In ‘Black-ish,’ Jews Are More Than White-ish
“Dad, I want to have a bar mitzvah! And — I’ll get a Hebrew name. I’m going to go with either Shlomo or Shmuel.”
So says young Andre Jr. — much to the dismay of Andre Sr. — in the trailer for ABC’s new family comedy, “Black-ish,” set to debut September 24.
This African American kid’s desire to have a bar mitzvah, even though he’s not at all Jewish, sets us up for his dad’s big concern: “Lately, I feel in order to make it, we’ve all dropped a little of our culture.” Worried about his family’s shifting racial and cultural identity, the father resists — “Jr., when you turn 13, I’m throwing you an African rites of passage ceremony” — at least at first.

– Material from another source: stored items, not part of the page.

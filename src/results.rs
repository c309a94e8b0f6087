mod result_set;
mod row;

pub use result_set::ResultSet;
pub use row::{ColumnMeta, Columns, CustomDbRow};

The premise of the show is funny — but, for a Jewish viewer, it’s more than just that. In “Black-ish,” Jews represent the counterpoint to blackness. They are, in other words, the epitome of whiteness. They’re as white as white can be.
But Jews weren’t always perceived that way — far from it.

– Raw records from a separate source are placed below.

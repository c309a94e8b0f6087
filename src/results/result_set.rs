use std::sync::Arc;

use super::row::{ColumnMeta, Columns, CustomDbRow};
use crate::types::{NestTables, RowValues};

/// Rows returned by a query plus the DML summary, if any.
#[derive(Debug, Clone, Default)]
pub struct ResultSet {
    pub results: Vec<CustomDbRow>,
    /// Rows affected by an `INSERT`/`UPDATE`/`DELETE`
    pub rows_affected: u64,
    /// `LAST_INSERT_ID()` reported with the OK packet
    pub last_insert_id: Option<u64>,
    columns: Option<Arc<Columns>>,
}

impl ResultSet {
    /// Start a result set for the given column layout.
    #[must_use]
    pub fn new(columns: Vec<ColumnMeta>, nest_tables: &NestTables) -> Self {
        Self {
            results: Vec::new(),
            rows_affected: 0,
            last_insert_id: None,
            columns: Some(Arc::new(Columns::new(columns, nest_tables))),
        }
    }

    /// Result of a statement that returns no rows.
    #[must_use]
    pub fn affected(rows_affected: u64, last_insert_id: Option<u64>) -> Self {
        Self {
            rows_affected,
            last_insert_id,
            ..Self::default()
        }
    }

    #[must_use]
    pub fn columns(&self) -> Option<&Arc<Columns>> {
        self.columns.as_ref()
    }

    /// Append a row. Ignored when the set was built without columns.
    pub fn add_row_values(&mut self, values: Vec<RowValues>) {
        if let Some(columns) = &self.columns {
            self.results
                .push(CustomDbRow::new(Arc::clone(columns), values));
        }
    }

    #[must_use]
    pub fn len(&self) -> usize {
        self.results.len()
    }

    #[must_use]
    pub fn is_empty(&self) -> bool {
        self.results.is_empty()
    }

    pub fn iter(&self) -> std::slice::Iter<'_, CustomDbRow> {
        self.results.iter()
    }
}

impl<'a> IntoIterator for &'a ResultSet {
    type Item = &'a CustomDbRow;
    type IntoIter = std::slice::Iter<'a, CustomDbRow>;

    fn into_iter(self) -> Self::IntoIter {
        self.results.iter()
    }
}

impl IntoIterator for ResultSet {
    type Item = CustomDbRow;
    type IntoIter = std::vec::IntoIter<CustomDbRow>;

    fn into_iter(self) -> Self::IntoIter {
        self.results.into_iter()
    }
}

As Eric Goldstein writes in “The Price of Whiteness,” American Jews in the mid-19th century were read as non-white. Among the biggest pushers of this perception were American Jews themselves. Increasingly panicked over intermarriage and assimilation, they wanted to define Jewishness as a distinct race. In fact, the rabbi at Boston’s largest synagogue told his congregants in 1887 that “it remains a fact that we spring from a different branch of humanity, that different blood flows in our veins.”

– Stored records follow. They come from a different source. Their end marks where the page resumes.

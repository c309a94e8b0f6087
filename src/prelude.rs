//! Convenient imports for common functionality.
//!
//! This module re-exports the most commonly used types and functions
//! to make it easier to get started with the library.

pub use crate::config::{MysqlOptions, normalize_config};
pub use crate::driver::{Driver, QueryRequest};
pub use crate::error::{DriverError, SqlMiddlewareDbError};
pub use crate::handle::ConnectionHandle;
pub use crate::lifecycle::ConnectionState;
pub use crate::manager::{ConnectionManager, ConnectionMode};
pub use crate::results::{CustomDbRow, ResultSet};
pub use crate::types::{ExecutionMode, NestTables, RowValues};

#[cfg(feature = "mysql")]
pub use crate::mysql::MysqlDriver;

But later — as (a) racial discrimination against blacks intensified, (b) an influx of Jewish immigrants from across Eastern Europe posed a visual challenge to the idea that all Jews form one race, and (c) anti-Semites tried to classify Jews as belonging to a non-white race — American Jews started to worry that they’d fall out on the “wrong” side of the black-white divide. Now, they very much wanted to be accepted into the white majority — and they worked hard to redefine themselves as such.
Still later, after Nazism made the idea of racial classifications repugnant, Jews started to express their particularity in terms of an “ethnic group” rather than a biological “race.” But in America, they continued to be viewed, by and large, as white — a status cemented by government assistance though the G.I. Bill, which opened educational and professional doors for Jews that were still closed to blacks. Karen Brodkin, author of “How Jews Became White Folks,” calls the G.I. Bill “the most massive affirmative action program in American history.”
Nowadays, it’s clear that the idea of Jews as white folks has not only caught on — it’s caught on so well that the characters in “Black-ish” think Jews are white folks par excellence. Sure, Andre Sr. never actually says that in so many words, but I’d argue this racial subtext is why he’s so freaked out by his son’s sudden interest in doing Jewish. He’s not just worried about cultural slippage; he’s worried about the whitewashing implied in laying claim to Jewish culture, in a context where that culture is racially marked as white.
Freakout notwithstanding, he eventually gives in to his kid’s request: “Welcome to Andre Jr.’s hip hop bro mitzvah” reads the banner outside the boy’s coming-of-age bash. It’s interesting that there’s no religious element to the bar mitzvah whatsoever — Judaism here is not a religion, it’s a culture, and a blingy one at that. The party is full of disco lights, black plastic glasses reminiscent of Hasidic Williamsburg, and the sort of DJs and dancers that were the staple of every 1990s bar mitzvah — you know, the ones who wouldn’t stop playing “Shout” and “YMCA”?
But hey, this isn’t just your typical bar mitzvah — it’s a “hip hop bro mitzvah” — so maybe the fusion of Jewish culture and black culture will give us an improvement on the usual schmaltzy soundtrack? Tune in on September 24 to find out.